▸ Your assignment
Count up the lines below that include the string "matches" and report the number by itself.

▸ Data for this task

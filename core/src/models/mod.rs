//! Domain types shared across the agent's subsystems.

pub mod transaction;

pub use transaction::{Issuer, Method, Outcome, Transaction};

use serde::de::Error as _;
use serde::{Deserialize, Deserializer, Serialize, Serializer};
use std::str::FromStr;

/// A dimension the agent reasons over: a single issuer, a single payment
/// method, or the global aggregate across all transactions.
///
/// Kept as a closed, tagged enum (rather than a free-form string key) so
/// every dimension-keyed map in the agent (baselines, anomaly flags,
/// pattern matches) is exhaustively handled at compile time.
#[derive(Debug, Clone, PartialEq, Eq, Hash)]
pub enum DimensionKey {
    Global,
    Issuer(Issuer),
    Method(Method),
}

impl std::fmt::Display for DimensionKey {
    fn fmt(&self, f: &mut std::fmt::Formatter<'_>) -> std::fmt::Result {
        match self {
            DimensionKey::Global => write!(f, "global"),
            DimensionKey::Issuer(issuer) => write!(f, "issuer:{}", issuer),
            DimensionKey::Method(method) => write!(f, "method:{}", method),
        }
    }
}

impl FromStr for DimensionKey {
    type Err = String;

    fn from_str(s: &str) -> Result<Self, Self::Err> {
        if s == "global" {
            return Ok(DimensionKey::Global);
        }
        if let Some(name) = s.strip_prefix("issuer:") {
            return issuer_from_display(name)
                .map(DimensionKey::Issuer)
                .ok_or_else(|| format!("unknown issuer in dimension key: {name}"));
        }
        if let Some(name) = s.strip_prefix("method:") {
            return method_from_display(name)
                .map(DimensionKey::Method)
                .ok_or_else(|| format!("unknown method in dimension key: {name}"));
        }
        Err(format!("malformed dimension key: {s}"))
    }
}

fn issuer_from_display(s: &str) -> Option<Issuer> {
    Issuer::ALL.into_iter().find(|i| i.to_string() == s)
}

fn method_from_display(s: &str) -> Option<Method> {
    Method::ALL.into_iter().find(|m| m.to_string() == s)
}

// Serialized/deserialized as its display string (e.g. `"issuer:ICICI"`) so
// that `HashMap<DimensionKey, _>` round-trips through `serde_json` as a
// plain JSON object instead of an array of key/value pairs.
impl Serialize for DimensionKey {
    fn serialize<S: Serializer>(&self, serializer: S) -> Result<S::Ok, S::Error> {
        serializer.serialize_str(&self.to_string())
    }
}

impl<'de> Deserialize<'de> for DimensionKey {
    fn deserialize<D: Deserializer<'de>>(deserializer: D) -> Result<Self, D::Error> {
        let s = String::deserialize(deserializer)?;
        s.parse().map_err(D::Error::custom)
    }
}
* * *
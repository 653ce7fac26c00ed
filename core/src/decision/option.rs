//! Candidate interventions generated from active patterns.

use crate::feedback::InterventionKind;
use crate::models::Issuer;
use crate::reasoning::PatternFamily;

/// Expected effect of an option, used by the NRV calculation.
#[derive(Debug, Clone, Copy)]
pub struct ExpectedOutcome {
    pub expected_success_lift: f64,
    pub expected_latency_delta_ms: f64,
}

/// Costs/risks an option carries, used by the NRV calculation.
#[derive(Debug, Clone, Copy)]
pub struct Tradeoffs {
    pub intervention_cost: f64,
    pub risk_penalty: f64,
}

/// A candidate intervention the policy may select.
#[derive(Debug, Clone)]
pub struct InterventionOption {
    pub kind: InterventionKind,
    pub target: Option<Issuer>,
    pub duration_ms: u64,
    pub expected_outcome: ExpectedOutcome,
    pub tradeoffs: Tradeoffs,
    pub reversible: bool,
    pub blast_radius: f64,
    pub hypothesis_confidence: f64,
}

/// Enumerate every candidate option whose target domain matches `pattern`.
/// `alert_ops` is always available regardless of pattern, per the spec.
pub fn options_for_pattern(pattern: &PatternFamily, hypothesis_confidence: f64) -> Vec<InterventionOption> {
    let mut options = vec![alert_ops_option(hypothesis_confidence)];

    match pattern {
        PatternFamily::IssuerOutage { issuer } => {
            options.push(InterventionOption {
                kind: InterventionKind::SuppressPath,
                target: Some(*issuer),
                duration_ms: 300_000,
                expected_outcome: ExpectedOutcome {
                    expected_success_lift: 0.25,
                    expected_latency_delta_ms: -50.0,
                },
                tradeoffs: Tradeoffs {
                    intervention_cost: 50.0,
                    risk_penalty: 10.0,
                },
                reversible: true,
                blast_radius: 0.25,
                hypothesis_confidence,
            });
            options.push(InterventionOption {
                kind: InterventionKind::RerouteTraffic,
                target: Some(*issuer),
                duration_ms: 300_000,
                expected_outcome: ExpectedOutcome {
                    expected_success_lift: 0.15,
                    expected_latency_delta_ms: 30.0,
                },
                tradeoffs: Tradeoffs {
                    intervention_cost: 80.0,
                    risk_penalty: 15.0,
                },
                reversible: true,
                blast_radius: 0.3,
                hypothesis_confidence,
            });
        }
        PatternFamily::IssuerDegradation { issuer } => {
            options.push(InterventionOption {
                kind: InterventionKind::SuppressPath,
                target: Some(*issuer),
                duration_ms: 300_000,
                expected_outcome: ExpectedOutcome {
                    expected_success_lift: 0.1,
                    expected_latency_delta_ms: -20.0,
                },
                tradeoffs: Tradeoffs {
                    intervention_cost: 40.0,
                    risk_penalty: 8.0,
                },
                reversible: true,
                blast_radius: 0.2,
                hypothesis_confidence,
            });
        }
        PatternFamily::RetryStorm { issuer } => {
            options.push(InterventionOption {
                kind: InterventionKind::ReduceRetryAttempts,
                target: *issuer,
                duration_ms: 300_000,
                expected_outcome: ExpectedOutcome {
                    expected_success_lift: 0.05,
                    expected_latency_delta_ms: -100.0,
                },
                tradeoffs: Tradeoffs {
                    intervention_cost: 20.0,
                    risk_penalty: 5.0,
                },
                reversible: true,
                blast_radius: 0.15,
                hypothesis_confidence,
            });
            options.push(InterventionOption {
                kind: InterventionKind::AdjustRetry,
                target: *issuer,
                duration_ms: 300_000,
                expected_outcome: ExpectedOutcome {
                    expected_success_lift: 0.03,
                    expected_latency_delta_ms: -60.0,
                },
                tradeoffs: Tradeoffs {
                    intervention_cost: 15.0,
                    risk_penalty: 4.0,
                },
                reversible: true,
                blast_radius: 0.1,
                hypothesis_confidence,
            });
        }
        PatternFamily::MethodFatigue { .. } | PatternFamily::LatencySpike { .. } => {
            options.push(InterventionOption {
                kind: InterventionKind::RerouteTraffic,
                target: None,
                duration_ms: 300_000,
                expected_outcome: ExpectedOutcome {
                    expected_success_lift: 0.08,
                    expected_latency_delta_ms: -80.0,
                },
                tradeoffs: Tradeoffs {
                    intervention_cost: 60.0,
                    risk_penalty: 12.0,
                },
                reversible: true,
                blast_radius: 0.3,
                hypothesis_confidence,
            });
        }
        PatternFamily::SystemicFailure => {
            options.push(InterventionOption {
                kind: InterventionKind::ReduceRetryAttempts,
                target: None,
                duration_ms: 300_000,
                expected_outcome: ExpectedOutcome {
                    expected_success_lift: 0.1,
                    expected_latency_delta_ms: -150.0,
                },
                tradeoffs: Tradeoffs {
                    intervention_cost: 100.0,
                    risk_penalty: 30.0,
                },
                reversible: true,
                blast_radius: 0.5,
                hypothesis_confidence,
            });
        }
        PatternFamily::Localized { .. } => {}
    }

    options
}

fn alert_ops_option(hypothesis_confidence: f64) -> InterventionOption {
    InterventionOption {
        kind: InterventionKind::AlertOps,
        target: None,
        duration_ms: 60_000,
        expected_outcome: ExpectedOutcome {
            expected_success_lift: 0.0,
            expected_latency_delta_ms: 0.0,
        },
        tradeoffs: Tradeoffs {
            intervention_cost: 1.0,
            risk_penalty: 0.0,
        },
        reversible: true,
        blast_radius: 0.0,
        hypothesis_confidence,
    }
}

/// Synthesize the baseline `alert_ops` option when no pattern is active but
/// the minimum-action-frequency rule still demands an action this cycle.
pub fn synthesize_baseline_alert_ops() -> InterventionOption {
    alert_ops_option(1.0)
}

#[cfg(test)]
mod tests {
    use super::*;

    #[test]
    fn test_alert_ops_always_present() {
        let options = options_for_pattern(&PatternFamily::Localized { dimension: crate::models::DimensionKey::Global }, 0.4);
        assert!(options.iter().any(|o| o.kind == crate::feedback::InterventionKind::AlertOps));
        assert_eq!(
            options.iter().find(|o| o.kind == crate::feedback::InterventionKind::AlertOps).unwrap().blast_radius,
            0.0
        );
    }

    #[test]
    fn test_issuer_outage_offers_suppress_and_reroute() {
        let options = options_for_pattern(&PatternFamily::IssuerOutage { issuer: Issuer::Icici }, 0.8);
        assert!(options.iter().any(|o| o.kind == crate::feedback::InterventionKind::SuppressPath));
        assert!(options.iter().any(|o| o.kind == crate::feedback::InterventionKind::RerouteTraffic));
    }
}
...
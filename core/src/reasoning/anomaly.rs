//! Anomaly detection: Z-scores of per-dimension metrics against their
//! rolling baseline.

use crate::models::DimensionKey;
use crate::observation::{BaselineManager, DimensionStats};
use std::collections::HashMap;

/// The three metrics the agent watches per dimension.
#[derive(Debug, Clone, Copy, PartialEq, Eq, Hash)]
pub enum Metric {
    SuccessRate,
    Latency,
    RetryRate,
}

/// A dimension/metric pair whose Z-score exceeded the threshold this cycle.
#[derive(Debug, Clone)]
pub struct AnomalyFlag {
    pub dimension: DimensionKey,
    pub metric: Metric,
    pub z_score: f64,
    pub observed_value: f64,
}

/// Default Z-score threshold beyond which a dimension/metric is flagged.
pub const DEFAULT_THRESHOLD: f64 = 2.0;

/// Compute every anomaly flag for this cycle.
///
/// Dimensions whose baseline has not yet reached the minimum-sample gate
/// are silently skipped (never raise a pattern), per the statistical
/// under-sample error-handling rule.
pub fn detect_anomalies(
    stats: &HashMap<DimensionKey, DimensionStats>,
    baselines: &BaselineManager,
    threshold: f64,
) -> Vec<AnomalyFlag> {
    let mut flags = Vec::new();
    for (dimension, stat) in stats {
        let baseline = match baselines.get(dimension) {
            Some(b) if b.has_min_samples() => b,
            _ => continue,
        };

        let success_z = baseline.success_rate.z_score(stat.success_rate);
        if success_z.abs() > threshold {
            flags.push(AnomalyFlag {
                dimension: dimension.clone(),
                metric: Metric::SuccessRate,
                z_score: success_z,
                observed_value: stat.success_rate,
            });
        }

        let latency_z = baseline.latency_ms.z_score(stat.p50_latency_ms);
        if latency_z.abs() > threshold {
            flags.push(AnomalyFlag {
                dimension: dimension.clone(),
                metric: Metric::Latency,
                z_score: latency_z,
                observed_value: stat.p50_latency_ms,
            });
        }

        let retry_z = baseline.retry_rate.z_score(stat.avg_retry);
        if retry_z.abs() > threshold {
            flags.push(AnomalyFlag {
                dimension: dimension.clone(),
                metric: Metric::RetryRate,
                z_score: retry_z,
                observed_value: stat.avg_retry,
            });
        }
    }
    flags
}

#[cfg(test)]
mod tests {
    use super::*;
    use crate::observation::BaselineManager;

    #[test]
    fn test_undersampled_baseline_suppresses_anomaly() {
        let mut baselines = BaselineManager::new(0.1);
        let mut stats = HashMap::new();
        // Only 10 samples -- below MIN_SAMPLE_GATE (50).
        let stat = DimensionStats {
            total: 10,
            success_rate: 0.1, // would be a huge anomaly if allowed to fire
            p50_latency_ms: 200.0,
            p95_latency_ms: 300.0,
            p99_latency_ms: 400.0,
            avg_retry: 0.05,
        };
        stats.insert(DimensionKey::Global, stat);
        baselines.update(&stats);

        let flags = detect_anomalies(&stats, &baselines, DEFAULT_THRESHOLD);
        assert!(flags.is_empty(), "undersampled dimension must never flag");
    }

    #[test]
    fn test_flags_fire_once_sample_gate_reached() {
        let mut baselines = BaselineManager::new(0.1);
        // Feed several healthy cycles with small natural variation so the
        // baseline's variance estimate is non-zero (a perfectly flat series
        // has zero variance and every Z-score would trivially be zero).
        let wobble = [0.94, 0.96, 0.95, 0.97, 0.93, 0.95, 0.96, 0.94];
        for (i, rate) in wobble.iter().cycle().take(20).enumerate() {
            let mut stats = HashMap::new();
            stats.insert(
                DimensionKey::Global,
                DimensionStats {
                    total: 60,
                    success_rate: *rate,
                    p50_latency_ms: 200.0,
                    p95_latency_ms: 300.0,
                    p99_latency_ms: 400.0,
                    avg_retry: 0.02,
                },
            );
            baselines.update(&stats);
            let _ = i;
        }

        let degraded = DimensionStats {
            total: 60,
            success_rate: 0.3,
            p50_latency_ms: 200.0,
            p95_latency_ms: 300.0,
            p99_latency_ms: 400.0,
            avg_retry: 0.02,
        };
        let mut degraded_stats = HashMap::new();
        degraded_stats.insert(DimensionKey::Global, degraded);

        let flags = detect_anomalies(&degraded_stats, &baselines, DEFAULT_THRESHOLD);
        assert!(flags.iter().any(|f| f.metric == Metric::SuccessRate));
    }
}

▸ Finished exercise
2